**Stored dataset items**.
-*-

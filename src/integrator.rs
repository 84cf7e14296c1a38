//! Time marching from the initial state to the final time.
use ndarray::Array1;
use tracing::{debug, trace};

use crate::error::Result;
use crate::field::FieldSpec;
use crate::grid::{SpatialGrid, TemporalGrid};
use crate::ring::TimeLevels;
use crate::stability::{self, Refinement};
use crate::stencil::{seed_step, wave_step};

/// Everything needed to set up a run.
#[derive(Debug)]
pub struct Problem {
    /// Number of intervals in space, `mx`.
    pub spatial_points: usize,
    /// Requested number of time steps, `mt`. The stability guard may raise it.
    pub time_points: usize,
    pub length: f64,
    pub final_time: f64,
    pub seabed: FieldSpec,
    pub displacement: FieldSpec,
    pub velocity: FieldSpec,
}

impl Problem {
    /// Flat seabed at zero, unit still-water level at rest.
    pub fn new(spatial_points: usize, time_points: usize, length: f64, final_time: f64) -> Problem {
        Problem {
            spatial_points,
            time_points,
            length,
            final_time,
            seabed: FieldSpec::Constant(0.),
            displacement: FieldSpec::Constant(1.),
            velocity: FieldSpec::Constant(0.),
        }
    }

    pub fn seabed<F: Into<FieldSpec>>(mut self, seabed: F) -> Problem {
        self.seabed = seabed.into();
        self
    }

    pub fn displacement<F: Into<FieldSpec>>(mut self, displacement: F) -> Problem {
        self.displacement = displacement.into();
        self
    }

    pub fn velocity<F: Into<FieldSpec>>(mut self, velocity: F) -> Problem {
        self.velocity = velocity.into();
        self
    }

    /// Same problem with another final time.
    pub fn at(&self, final_time: f64) -> ProblemAt {
        ProblemAt { problem: self, final_time }
    }

    /// Integrates from `t = 0` to `final_time`.
    pub fn solve(&self) -> Result<Solution> {
        Ok(Integrator::new(self)?.run())
    }
}

/// A borrowed [`Problem`] with its final time replaced.
#[derive(Debug, Clone, Copy)]
pub struct ProblemAt<'a> {
    problem: &'a Problem,
    final_time: f64,
}

impl<'a> ProblemAt<'a> {
    pub fn solve(&self) -> Result<Solution> {
        Ok(Integrator::with_final_time(self.problem, self.final_time)?.run())
    }
}

/// The state at the final time together with the grid it lives on.
#[derive(Debug, Clone, PartialEq)]
pub struct Solution {
    pub x: Array1<f64>,
    pub seabed: Array1<f64>,
    pub displacement: Array1<f64>,
    pub requested_steps: usize,
    /// Steps actually marched; larger than `requested_steps` when the stability
    /// guard refined the time grid.
    pub effective_steps: usize,
    pub dt: f64,
    /// Highest initial displacement.
    pub peak_displacement: f64,
    pub final_time: f64,
}

impl Solution {
    pub fn refined(&self) -> bool {
        self.effective_steps != self.requested_steps
    }

    /// Consumes the solution into `(x, seabed, displacement)`.
    pub fn into_arrays(self) -> (Array1<f64>, Array1<f64>, Array1<f64>) {
        (self.x, self.seabed, self.displacement)
    }
}

/// Leapfrog integrator holding three time levels.
#[derive(Debug)]
pub struct Integrator {
    grid: SpatialGrid,
    time: Refinement,
    seabed: Array1<f64>,
    /// `h_0 - h_sb`
    speed: Vec<f64>,
    /// Initial velocity, dropped after the first step.
    velocity: Option<Vec<f64>>,
    levels: TimeLevels,
    lambda: f64,
    step: usize,
    peak: f64,
}

impl Integrator {
    pub fn new(problem: &Problem) -> Result<Integrator> {
        Integrator::with_final_time(problem, problem.final_time)
    }

    fn with_final_time(problem: &Problem, final_time: f64) -> Result<Integrator> {
        let grid = SpatialGrid::new(problem.spatial_points, problem.length)?;
        let time = TemporalGrid::new(problem.time_points, final_time)?;

        let seabed = problem.seabed.sample(&grid);
        let displacement = problem.displacement.sample(&grid);
        let velocity = problem.velocity.sample(&grid);

        let still_water = displacement.fold(f64::INFINITY, |a, &b| a.min(b));
        let peak = displacement.fold(f64::NEG_INFINITY, |a, &b| a.max(b));
        stability::check_depth(seabed.view(), still_water)?;

        let speed: Vec<f64> = seabed.iter().map(|&s| still_water - s).collect();
        let hmax = speed.iter().cloned().fold(f64::NEG_INFINITY, f64::max);
        let time = stability::enforce(hmax, grid.dx(), time)?;
        let lambda = time.time.dt() / grid.dx();
        debug!(points = grid.len(),
               dx = grid.dx(),
               dt = time.time.dt(),
               steps = time.time.steps(),
               still_water,
               hmax,
               "integrator ready");

        Ok(Integrator {
            grid,
            time,
            seabed,
            speed,
            velocity: Some(velocity.to_vec()),
            levels: TimeLevels::new(displacement.to_vec()),
            lambda,
            step: 0,
            peak,
        })
    }

    /// Index of the newest time level.
    pub fn step_index(&self) -> usize {
        self.step
    }

    pub fn steps(&self) -> usize {
        self.time.time.steps()
    }

    pub fn dt(&self) -> f64 {
        self.time.time.dt()
    }

    pub fn time(&self) -> f64 {
        self.step as f64 * self.dt()
    }

    pub fn is_finished(&self) -> bool {
        self.step >= self.steps()
    }

    /// Displacement at the newest time level.
    pub fn current(&self) -> &[f64] {
        self.levels.current()
    }

    /// Advances one time level. Returns `false` once the final time is reached.
    pub fn step(&mut self) -> bool {
        if self.is_finished() {
            return false;
        }
        let dt = self.dt();
        {
            let (prev, cur, next) = self.levels.split();
            match self.velocity.take() {
                Some(v0) => seed_step(cur, &v0, next, &self.speed, dt, self.lambda),
                None => wave_step(prev, cur, next, &self.speed, self.lambda),
            }
        }
        self.levels.advance();
        self.step += 1;
        trace!(step = self.step, "advanced");
        true
    }

    pub fn run(mut self) -> Solution {
        while self.step() {}
        self.into_solution()
    }

    fn into_solution(self) -> Solution {
        Solution {
            x: self.grid.points().clone(),
            seabed: self.seabed,
            displacement: Array1::from(self.levels.into_current()),
            requested_steps: self.time.requested_steps,
            effective_steps: self.time.time.steps(),
            dt: self.time.time.dt(),
            peak_displacement: self.peak,
            final_time: self.time.time.final_time(),
        }
    }
}

#[cfg(test)]
mod test {
    use super::*;
    use crate::error::WaveError;

    #[test]
    fn constant_fields_stay_constant() {
        let sol = Problem::new(50, 200, 10., 5.)
            .seabed(0.4)
            .displacement(1.2)
            .velocity(0.)
            .solve()
            .unwrap();
        assert_eq!(sol.displacement.len(), 51);
        assert!(sol.displacement.iter().all(|&u| u == 1.2));
    }

    #[test]
    fn first_step_is_the_seed_formula() {
        let problem = Problem::new(20, 10, 1., 0.1)
            .seabed(FieldSpec::sampled(|x| 0.1 * x))
            .displacement(FieldSpec::sampled(|x| 2. + (-(x - 0.5f64).powi(2) * 20.).exp()))
            .velocity(FieldSpec::sampled(|x| x));
        let mut it = Integrator::new(&problem).unwrap();
        let grid = SpatialGrid::new(20, 1.).unwrap();
        let u0 = problem.displacement.sample(&grid);
        let v0 = problem.velocity.sample(&grid);
        let h0 = u0.fold(f64::INFINITY, |a, &b| a.min(b));
        let h: Vec<f64> = problem.seabed.sample(&grid).iter().map(|s| h0 - s).collect();

        assert!(it.step());
        let dt = it.dt();
        let c = (dt / grid.dx()).powi(2);
        let u1 = it.current();
        for i in 1..20 {
            let expected = u0[i] + dt * v0[i] +
                           0.5 * c *
                           (0.5 * (h[i] + h[i + 1]) * (u0[i + 1] - u0[i]) -
                            0.5 * (h[i] + h[i - 1]) * (u0[i] - u0[i - 1]));
            assert!((u1[i] - expected).abs() < 1e-14);
        }
    }

    #[test]
    fn stepping_stops_at_final_time() {
        let problem = Problem::new(10, 7, 1., 0.7);
        let mut it = Integrator::new(&problem).unwrap();
        let mut n = 0;
        while it.step() {
            n += 1;
        }
        assert_eq!(n, 7);
        assert!(it.is_finished());
        assert!((it.time() - 0.7).abs() < 1e-12);
        assert!(!it.step());
    }

    #[test]
    fn single_step_returns_the_seeded_level() {
        let problem = Problem::new(10, 1, 1., 0.01).velocity(1.);
        let sol = problem.solve().unwrap();
        assert!((sol.displacement[5] - 1.01).abs() < 1e-15);
    }

    #[test]
    fn insufficient_depth_is_refused() {
        let problem = Problem::new(100, 100, 100., 10.)
            .seabed(FieldSpec::sampled(|x| if x > 50. { 1.5 } else { 0. }))
            .displacement(1.);
        match problem.solve() {
            Err(WaveError::InsufficientDepth { seabed_max, still_water }) => {
                assert_eq!(seabed_max, 1.5);
                assert_eq!(still_water, 1.);
            }
            other => panic!("unexpected {:?}", other),
        }
    }

    #[test]
    fn refinement_is_reported() {
        // h = 1, dx = 0.1, dt = 0.2
        let sol = Problem::new(10, 10, 1., 2.).solve().unwrap();
        assert!(sol.refined());
        assert_eq!(sol.requested_steps, 10);
        assert!(sol.effective_steps >= 20);
        assert!(sol.dt / 0.1 <= 1. + 1e-12);

        let sol = Problem::new(10, 40, 1., 2.).solve().unwrap();
        assert!(!sol.refined());
        assert_eq!(sol.effective_steps, 40);
    }

    #[test]
    fn zero_final_time_returns_initial_state() {
        let problem = Problem::new(100, 50, 100., 0.)
            .displacement(FieldSpec::sampled(|x| 1. + (-(x - 15f64).powi(2) / 15.).exp()));
        let sol = problem.solve().unwrap();
        let grid = SpatialGrid::new(100, 100.).unwrap();
        assert_eq!(sol.displacement, problem.displacement.sample(&grid));
    }

    #[test]
    fn override_final_time() {
        let problem = Problem::new(40, 100, 40., 10.)
            .displacement(FieldSpec::sampled(|x| 1. + (-(x - 20f64).powi(2) / 4.).exp()));
        let at = problem.at(3.).solve().unwrap();
        let fresh = Problem::new(40, 100, 40., 3.)
            .displacement(FieldSpec::sampled(|x| 1. + (-(x - 20f64).powi(2) / 4.).exp()))
            .solve()
            .unwrap();
        assert_eq!(at, fresh);
    }
}
use thiserror::Error;

pub type Result<T> = std::result::Result<T, WaveError>;

/// Everything that can stop a solve.
///
/// All variants are terminal for the current invocation; nothing is retried.
/// Refinement of the time step by the stability guard is not an error.
#[derive(Error, Debug)]
pub enum WaveError {
    /// The seabed reaches the still-water level somewhere in the domain.
    #[error(
        "not enough water in the sea: seabed reaches {seabed_max} but the still-water level is {still_water}"
    )]
    InsufficientDepth { seabed_max: f64, still_water: f64 },

    /// A field was given as something other than a constant or a profile.
    #[error("unsupported specification for `{field}`: {found}")]
    UnsupportedSpecType { field: String, found: String },

    #[error("unsupported output mode `{0}`, expected `data` or `plot`")]
    UnsupportedMode(String),

    #[error("invalid grid: {0}")]
    InvalidGrid(String),

    #[error("invalid configuration: {0}")]
    Config(String),

    #[error("rendering failed: {0}")]
    Render(String),

    #[error(transparent)]
    Io(#[from] std::io::Error),
}
use std::io::{self, BufWriter, Write};
use std::path::PathBuf;

use anyhow::{Context, Result};
use clap::{Args, Parser, Subcommand};
use tracing::{info, Level};
use tracing_subscriber::FmtSubscriber;

use fdm_travelwave::{emit, Animation, ChartRenderer, Config, FieldSpec, GifSink, OutputMode,
                     Problem, Solution};

/// Long-wave (tsunami) propagation over a variable seabed
#[derive(Parser)]
#[command(name = "fdm_travelwave", version, about, long_about = None)]
struct Cli {
    /// Log level (trace, debug, info, warn, error)
    #[arg(short, long, default_value = "info")]
    log_level: String,

    #[command(subcommand)]
    command: Commands,
}

#[derive(Subcommand)]
enum Commands {
    /// Solve a problem given on the command line
    Solve(SolveArgs),
    /// Solve a problem described by a TOML file
    Config {
        file: PathBuf,
    },
    /// Render the animation described by a TOML file
    Animate {
        file: PathBuf,
    },
}

/// Field arguments are a number or `gaussian:A:C:W[:OFFSET]` / `cosine:A:C:HALF_WIDTH`.
#[derive(Args)]
struct SolveArgs {
    /// Number of gridpoints in space (intervals)
    mx: usize,
    /// Number of gridpoints in time (steps)
    mt: usize,
    /// Length of the spatial domain
    length: f64,
    /// Total time to solve for
    final_time: f64,
    /// Seabed height along x
    seabed: String,
    /// Initial displacement
    displacement: String,
    /// Initial velocity
    velocity: String,
    /// `data` prints the arrays, `plot` draws a chart
    #[arg(default_value = "plot")]
    mode: String,
    /// Where to write the chart in plot mode
    #[arg(short, long, default_value = "travelwave.png")]
    output: PathBuf,
}

fn main() -> Result<()> {
    let cli = Cli::parse();

    let level = match cli.log_level.to_lowercase().as_str() {
        "trace" => Level::TRACE,
        "debug" => Level::DEBUG,
        "warn" => Level::WARN,
        "error" => Level::ERROR,
        _ => Level::INFO,
    };
    let subscriber = FmtSubscriber::builder()
        .with_max_level(level)
        .with_target(false)
        .with_writer(io::stderr)
        .finish();
    tracing::subscriber::set_global_default(subscriber)?;

    match cli.command {
        Commands::Solve(args) => solve(args),
        Commands::Config { file } => solve_config(file),
        Commands::Animate { file } => animate(file),
    }
}

fn solve(args: SolveArgs) -> Result<()> {
    let problem = Problem::new(args.mx, args.mt, args.length, args.final_time)
        .seabed(FieldSpec::parse("seabed", &args.seabed)?)
        .displacement(FieldSpec::parse("displacement", &args.displacement)?)
        .velocity(FieldSpec::parse("velocity", &args.velocity)?);
    let mut renderer = ChartRenderer::new(&args.output);
    let solution = problem.solve().context("solve failed")?;
    report(&solution);
    let mode: OutputMode = args.mode.parse()?;
    finish(mode, solution, &mut renderer)
}

fn solve_config(file: PathBuf) -> Result<()> {
    let config = Config::from_file(&file)
        .with_context(|| format!("loading {}", file.display()))?;
    let mut renderer = ChartRenderer::new(&config.output.path)
        .with_size(config.output.width, config.output.height);
    let solution = config.problem()?.solve().context("solve failed")?;
    report(&solution);
    finish(config.mode()?, solution, &mut renderer)
}

fn animate(file: PathBuf) -> Result<()> {
    let config = Config::from_file(&file)
        .with_context(|| format!("loading {}", file.display()))?;
    let settings = config.animation.clone().unwrap_or_default();
    let problem = config.problem()?;
    let animation = Animation::new(&problem, settings.frames)
        .time_per_frame(settings.time_per_frame)
        .interval_ms(settings.interval_ms);
    let mut sink = GifSink::with_size(&settings.path,
                                      (config.output.width, config.output.height),
                                      animation.interval())?;
    let frames = animation.play(&mut sink)?;
    info!(frames, path = %settings.path.display(), "animation done");
    Ok(())
}

fn report(solution: &Solution) {
    info!(requested_steps = solution.requested_steps,
          effective_steps = solution.effective_steps,
          dt = solution.dt,
          "solved");
}

fn finish(mode: OutputMode, solution: Solution, renderer: &mut ChartRenderer) -> Result<()> {
    if let Some(solution) = emit(mode, solution, renderer)? {
        let stdout = io::stdout();
        let mut out = BufWriter::new(stdout.lock());
        writeln!(out, "# x h_sb u")?;
        let rows = solution.x.iter().zip(solution.seabed.iter()).zip(solution.displacement.iter());
        for ((x, h), u) in rows {
            writeln!(out, "{} {} {}", x, h, u)?;
        }
        out.flush()?;
    }
    Ok(())
}
//! Static charts of a solution, drawn with plotters.
use std::fmt::Display;
use std::path::{Path, PathBuf};

use ndarray::Array1;
use plotters::coord::Shift;
use plotters::prelude::*;
use tracing::info;

use crate::error::{Result, WaveError};
use crate::output::{AxisLimits, PlotRequest, Renderer};

pub const DEFAULT_SIZE: (u32, u32) = (800, 400);

/// Writes the final state as a PNG: seabed as blue dots, displacement as a red line.
#[derive(Debug, Clone)]
pub struct ChartRenderer {
    path: PathBuf,
    size: (u32, u32),
}

impl ChartRenderer {
    pub fn new<P: AsRef<Path>>(path: P) -> ChartRenderer {
        ChartRenderer {
            path: path.as_ref().to_path_buf(),
            size: DEFAULT_SIZE,
        }
    }

    pub fn with_size(mut self, width: u32, height: u32) -> ChartRenderer {
        self.size = (width, height);
        self
    }

    pub fn path(&self) -> &Path {
        &self.path
    }
}

impl Renderer for ChartRenderer {
    fn render(&mut self, request: &PlotRequest) -> Result<()> {
        ensure_parent(&self.path)?;
        let root = BitMapBackend::new(&self.path, self.size).into_drawing_area();
        draw_chart(&root,
                   &request.x,
                   &request.seabed,
                   &request.displacement,
                   request.final_time,
                   request.axis_limits())?;
        root.present().map_err(render_error)?;
        info!(path = %self.path.display(), "chart written");
        Ok(())
    }
}

pub(crate) fn ensure_parent(path: &Path) -> Result<()> {
    match path.parent() {
        Some(dir) if !dir.as_os_str().is_empty() => Ok(std::fs::create_dir_all(dir)?),
        _ => Ok(()),
    }
}

pub(crate) fn render_error<E: Display>(e: E) -> WaveError {
    WaveError::Render(e.to_string())
}

/// Draws one chart onto `root`. Used for single images and animation frames.
pub(crate) fn draw_chart<DB: DrawingBackend>(root: &DrawingArea<DB, Shift>,
                                             x: &Array1<f64>,
                                             seabed: &Array1<f64>,
                                             displacement: &Array1<f64>,
                                             final_time: f64,
                                             limits: AxisLimits)
                                             -> Result<()> {
    root.fill(&WHITE).map_err(render_error)?;

    let mut chart = ChartBuilder::on(root)
        .margin(10)
        .x_label_area_size(30)
        .y_label_area_size(40)
        .build_cartesian_2d(limits.x.0..limits.x.1, limits.y.0..limits.y.1)
        .map_err(render_error)?;

    chart.configure_mesh().x_desc("x").draw().map_err(render_error)?;

    chart.draw_series(x.iter()
                          .zip(seabed.iter())
                          .map(|(&x, &y)| Circle::new((x, y), 2, BLUE.filled())))
        .map_err(render_error)?
        .label("seabed")
        .legend(|(x, y)| Circle::new((x, y), 2, BLUE.filled()));

    chart.draw_series(LineSeries::new(x.iter().cloned().zip(displacement.iter().cloned()),
                                      RED.stroke_width(2)))
        .map_err(render_error)?
        .label(format!("u(x, {})", final_time))
        .legend(|(x, y)| PathElement::new(vec![(x, y), (x + 20, y)], RED.stroke_width(2)));

    chart.configure_series_labels()
        .position(SeriesLabelPosition::UpperRight)
        .background_style(WHITE.filled())
        .border_style(BLACK)
        .draw()
        .map_err(render_error)?;
    Ok(())
}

-*-

**Try it**.
I'd like the lines above from the one with "limits: AxisLimits)" up to and including the one with "y), 2, BLUE.filled())))" copied exactly, with no other lines.

**Response area**.
                                             limits: AxisLimits)
                                             -> Result<()> {
    root.fill(&WHITE).map_err(render_error)?;

    let mut chart = ChartBuilder::on(root)
        .margin(10)
        .x_label_area_size(30)
        .y_label_area_size(40)
        .build_cartesian_2d(limits.x.0..limits.x.1, limits.y.0..limits.y.1)
        .map_err(render_error)?;

    chart.configure_mesh().x_desc("x").draw().map_err(render_error)?;

    chart.draw_series(x.iter()
                          .zip(seabed.iter())
                          .map(|(&x, &y)| Circle::new((x, y), 2, BLUE.filled())))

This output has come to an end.